**** DATA RECORDS ****

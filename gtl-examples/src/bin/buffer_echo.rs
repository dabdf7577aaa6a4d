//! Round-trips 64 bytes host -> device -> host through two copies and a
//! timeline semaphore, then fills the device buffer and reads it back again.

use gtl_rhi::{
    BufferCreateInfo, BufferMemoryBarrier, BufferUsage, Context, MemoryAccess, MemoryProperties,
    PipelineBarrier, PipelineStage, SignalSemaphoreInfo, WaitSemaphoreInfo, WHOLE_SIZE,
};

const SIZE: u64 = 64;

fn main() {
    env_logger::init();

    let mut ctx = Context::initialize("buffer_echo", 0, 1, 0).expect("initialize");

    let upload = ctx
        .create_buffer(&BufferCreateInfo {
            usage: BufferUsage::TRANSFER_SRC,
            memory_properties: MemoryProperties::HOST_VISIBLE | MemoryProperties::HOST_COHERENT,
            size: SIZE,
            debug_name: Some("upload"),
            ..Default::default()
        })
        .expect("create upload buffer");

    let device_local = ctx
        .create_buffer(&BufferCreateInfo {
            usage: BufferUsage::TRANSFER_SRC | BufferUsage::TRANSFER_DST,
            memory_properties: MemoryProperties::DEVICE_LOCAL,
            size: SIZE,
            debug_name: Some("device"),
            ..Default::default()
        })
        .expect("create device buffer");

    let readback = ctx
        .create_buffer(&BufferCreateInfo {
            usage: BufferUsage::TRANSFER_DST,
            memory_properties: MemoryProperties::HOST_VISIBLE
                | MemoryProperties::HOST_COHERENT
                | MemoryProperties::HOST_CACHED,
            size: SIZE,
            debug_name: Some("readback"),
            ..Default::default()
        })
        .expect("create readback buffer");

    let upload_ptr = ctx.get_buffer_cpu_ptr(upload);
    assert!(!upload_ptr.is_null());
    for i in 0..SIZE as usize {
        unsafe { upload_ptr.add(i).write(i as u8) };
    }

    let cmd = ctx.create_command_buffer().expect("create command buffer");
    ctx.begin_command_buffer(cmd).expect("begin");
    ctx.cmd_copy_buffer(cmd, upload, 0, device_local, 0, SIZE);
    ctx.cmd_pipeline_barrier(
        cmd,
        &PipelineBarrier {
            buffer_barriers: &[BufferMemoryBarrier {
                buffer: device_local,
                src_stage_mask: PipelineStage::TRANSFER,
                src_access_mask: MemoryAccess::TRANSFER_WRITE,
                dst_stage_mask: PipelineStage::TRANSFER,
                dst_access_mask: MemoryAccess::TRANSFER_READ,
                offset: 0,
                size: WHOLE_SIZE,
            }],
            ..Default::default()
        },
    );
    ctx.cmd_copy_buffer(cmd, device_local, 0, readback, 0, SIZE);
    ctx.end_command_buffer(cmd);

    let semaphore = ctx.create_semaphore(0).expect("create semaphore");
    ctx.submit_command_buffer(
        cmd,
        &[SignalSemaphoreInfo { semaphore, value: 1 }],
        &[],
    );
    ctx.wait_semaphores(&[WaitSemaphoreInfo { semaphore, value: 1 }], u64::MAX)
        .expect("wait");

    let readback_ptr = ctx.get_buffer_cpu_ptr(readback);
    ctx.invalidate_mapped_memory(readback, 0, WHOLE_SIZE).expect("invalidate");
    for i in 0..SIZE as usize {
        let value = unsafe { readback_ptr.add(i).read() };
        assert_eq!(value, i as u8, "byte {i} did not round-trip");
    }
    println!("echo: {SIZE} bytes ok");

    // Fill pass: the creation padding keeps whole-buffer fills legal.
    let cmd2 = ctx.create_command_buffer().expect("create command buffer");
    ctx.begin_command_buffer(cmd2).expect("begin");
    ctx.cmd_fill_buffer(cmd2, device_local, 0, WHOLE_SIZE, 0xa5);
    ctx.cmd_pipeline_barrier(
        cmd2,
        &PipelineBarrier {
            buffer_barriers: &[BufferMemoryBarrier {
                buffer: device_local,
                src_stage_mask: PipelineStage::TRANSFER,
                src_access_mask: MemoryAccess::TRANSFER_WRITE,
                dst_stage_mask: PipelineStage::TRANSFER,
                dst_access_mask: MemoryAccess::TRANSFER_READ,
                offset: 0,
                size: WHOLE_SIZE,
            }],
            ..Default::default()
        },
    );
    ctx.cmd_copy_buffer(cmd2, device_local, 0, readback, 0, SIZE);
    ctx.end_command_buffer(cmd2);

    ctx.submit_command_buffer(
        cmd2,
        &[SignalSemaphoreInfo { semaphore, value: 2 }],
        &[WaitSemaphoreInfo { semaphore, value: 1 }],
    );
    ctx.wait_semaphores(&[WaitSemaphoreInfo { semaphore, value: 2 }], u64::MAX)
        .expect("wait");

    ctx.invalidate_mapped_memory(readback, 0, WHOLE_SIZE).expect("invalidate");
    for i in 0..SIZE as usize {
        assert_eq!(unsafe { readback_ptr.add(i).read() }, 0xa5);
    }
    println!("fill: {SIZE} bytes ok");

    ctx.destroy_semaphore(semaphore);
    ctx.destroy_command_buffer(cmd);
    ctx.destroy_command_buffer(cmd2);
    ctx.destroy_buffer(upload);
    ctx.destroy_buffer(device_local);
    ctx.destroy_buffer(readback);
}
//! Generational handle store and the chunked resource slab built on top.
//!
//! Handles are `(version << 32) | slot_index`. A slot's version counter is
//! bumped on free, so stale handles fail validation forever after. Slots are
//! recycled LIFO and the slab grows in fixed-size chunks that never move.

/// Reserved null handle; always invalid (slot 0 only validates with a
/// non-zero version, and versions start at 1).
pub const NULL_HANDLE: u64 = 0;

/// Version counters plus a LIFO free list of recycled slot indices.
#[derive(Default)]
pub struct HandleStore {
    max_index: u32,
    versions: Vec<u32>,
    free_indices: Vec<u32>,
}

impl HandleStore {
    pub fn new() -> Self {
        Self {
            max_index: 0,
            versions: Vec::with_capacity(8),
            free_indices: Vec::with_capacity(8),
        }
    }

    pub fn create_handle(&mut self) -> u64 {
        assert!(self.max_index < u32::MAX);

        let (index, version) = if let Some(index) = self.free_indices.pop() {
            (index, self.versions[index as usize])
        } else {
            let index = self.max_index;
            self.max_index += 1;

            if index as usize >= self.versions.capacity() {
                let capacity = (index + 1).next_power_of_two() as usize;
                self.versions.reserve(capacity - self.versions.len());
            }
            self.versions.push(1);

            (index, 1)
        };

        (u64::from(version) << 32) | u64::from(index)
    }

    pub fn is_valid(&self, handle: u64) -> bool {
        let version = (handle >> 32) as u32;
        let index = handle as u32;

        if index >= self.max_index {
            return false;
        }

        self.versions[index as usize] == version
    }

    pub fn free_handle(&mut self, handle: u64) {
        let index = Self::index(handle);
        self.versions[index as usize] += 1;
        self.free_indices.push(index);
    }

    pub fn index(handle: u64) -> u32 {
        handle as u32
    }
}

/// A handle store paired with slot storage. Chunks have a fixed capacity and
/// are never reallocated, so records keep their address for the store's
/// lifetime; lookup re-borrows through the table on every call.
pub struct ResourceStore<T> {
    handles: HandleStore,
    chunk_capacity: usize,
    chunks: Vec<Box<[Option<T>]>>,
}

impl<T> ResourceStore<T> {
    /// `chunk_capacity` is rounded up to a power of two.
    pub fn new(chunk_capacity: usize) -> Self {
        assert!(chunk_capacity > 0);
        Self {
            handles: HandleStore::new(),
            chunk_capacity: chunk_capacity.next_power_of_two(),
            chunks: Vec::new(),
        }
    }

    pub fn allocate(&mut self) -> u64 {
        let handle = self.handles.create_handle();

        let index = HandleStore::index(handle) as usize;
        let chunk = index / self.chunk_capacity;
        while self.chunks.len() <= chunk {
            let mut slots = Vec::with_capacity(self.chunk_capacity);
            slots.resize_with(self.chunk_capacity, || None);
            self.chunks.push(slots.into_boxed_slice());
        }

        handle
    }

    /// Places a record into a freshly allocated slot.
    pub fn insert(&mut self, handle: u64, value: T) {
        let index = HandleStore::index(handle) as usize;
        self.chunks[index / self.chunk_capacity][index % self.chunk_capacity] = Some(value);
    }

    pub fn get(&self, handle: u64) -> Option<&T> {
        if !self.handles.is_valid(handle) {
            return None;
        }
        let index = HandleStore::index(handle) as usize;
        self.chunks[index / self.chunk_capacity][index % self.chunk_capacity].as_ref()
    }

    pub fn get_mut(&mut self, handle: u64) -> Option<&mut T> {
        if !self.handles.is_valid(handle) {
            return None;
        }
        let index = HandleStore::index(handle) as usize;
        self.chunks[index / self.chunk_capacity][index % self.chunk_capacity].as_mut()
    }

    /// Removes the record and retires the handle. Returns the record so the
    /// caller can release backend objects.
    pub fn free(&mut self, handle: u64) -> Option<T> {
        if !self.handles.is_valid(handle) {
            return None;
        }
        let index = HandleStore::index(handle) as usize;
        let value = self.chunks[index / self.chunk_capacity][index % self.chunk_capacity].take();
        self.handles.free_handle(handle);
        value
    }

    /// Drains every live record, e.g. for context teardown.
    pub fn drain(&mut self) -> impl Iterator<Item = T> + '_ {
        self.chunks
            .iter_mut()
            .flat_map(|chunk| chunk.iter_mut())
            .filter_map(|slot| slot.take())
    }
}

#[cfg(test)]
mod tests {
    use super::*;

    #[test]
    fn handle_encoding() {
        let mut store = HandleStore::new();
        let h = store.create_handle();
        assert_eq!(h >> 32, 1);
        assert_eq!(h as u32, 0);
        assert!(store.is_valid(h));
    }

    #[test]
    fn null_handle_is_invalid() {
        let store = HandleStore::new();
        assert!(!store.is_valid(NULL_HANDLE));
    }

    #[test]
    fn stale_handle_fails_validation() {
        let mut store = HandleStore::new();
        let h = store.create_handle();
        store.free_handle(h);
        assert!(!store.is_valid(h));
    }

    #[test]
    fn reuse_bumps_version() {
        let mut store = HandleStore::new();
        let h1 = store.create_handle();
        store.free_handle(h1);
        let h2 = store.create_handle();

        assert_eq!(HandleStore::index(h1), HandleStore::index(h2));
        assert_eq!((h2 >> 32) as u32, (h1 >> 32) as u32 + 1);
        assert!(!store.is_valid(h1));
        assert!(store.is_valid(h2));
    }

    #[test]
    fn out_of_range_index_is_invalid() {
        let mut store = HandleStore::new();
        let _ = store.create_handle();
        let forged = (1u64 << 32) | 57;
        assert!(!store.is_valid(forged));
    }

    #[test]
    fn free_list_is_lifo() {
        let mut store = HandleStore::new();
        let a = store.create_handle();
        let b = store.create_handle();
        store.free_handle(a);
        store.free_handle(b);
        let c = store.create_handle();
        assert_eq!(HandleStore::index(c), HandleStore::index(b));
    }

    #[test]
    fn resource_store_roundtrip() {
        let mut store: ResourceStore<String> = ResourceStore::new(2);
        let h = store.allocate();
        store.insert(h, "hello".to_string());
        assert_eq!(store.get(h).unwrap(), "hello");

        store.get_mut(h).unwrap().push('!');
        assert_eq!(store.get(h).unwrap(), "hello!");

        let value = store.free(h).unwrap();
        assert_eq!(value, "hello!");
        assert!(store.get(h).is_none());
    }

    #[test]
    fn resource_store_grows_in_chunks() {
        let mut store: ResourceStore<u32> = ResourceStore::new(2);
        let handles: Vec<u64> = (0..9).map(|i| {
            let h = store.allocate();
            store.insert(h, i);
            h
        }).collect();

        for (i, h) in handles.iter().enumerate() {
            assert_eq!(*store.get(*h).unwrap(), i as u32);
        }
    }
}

****
**** DATA RECORDS ****

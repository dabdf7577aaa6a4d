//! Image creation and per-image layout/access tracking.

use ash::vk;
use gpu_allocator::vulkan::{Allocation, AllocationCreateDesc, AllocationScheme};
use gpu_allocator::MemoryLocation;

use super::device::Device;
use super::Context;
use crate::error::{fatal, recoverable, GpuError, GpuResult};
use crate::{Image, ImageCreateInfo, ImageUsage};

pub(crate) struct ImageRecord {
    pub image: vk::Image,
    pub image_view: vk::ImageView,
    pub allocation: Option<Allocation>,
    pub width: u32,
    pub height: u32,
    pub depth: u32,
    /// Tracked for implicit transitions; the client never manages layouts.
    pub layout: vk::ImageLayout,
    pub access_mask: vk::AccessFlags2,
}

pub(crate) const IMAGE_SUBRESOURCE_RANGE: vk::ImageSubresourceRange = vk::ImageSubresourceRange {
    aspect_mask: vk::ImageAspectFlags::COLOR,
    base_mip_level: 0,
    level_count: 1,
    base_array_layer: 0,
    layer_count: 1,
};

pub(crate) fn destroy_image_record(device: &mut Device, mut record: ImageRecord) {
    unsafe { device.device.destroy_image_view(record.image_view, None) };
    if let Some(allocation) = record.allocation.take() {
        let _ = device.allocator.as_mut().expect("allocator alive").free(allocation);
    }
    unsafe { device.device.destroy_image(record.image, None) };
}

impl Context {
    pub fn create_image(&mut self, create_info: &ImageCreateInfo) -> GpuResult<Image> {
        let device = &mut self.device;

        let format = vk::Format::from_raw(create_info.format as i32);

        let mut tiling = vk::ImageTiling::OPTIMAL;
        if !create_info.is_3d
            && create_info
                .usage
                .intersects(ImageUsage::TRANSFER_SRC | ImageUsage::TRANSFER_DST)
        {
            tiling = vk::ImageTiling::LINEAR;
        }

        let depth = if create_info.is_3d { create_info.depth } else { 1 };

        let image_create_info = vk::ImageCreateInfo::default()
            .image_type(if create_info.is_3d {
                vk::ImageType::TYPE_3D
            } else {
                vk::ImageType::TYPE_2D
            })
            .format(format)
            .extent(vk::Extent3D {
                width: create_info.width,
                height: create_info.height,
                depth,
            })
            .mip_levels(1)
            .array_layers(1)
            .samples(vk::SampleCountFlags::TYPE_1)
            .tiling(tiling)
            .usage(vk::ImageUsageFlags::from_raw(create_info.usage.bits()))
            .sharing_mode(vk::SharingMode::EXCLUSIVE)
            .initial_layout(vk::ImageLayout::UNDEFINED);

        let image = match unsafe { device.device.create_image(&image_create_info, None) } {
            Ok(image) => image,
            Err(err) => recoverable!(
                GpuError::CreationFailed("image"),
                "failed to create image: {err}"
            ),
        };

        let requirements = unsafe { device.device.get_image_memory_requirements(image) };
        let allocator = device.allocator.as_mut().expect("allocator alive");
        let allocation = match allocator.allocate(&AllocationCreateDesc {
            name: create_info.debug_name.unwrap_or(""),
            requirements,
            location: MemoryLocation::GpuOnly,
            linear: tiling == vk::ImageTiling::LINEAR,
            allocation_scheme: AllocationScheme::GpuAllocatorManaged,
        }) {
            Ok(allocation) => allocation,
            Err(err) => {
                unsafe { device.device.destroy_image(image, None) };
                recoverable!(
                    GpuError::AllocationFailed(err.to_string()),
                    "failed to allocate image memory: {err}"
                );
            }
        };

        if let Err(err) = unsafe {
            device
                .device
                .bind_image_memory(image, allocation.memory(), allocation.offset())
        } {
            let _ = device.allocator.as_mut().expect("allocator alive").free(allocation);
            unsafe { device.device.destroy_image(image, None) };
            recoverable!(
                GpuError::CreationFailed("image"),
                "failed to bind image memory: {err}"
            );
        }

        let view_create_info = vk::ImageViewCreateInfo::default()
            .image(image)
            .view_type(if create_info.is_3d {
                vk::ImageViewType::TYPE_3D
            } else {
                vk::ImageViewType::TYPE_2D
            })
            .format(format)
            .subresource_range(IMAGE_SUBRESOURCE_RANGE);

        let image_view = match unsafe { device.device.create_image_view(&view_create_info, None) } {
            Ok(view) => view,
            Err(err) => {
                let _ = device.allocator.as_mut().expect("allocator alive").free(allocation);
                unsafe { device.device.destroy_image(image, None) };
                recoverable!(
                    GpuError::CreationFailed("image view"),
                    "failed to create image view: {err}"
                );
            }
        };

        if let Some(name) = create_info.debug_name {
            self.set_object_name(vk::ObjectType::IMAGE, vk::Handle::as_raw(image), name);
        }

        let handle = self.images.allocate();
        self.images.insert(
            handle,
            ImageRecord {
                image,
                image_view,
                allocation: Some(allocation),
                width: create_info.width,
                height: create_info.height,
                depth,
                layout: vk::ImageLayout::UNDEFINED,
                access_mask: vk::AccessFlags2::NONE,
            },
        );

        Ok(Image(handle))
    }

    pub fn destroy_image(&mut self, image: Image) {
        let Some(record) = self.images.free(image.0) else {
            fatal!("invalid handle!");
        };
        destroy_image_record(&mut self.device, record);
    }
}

****

▶ [PROBLEM DESCRIPTION]:
State how many lines of the records above contain "depth", with no words besides the number.

▶ [RESPONSE]:
4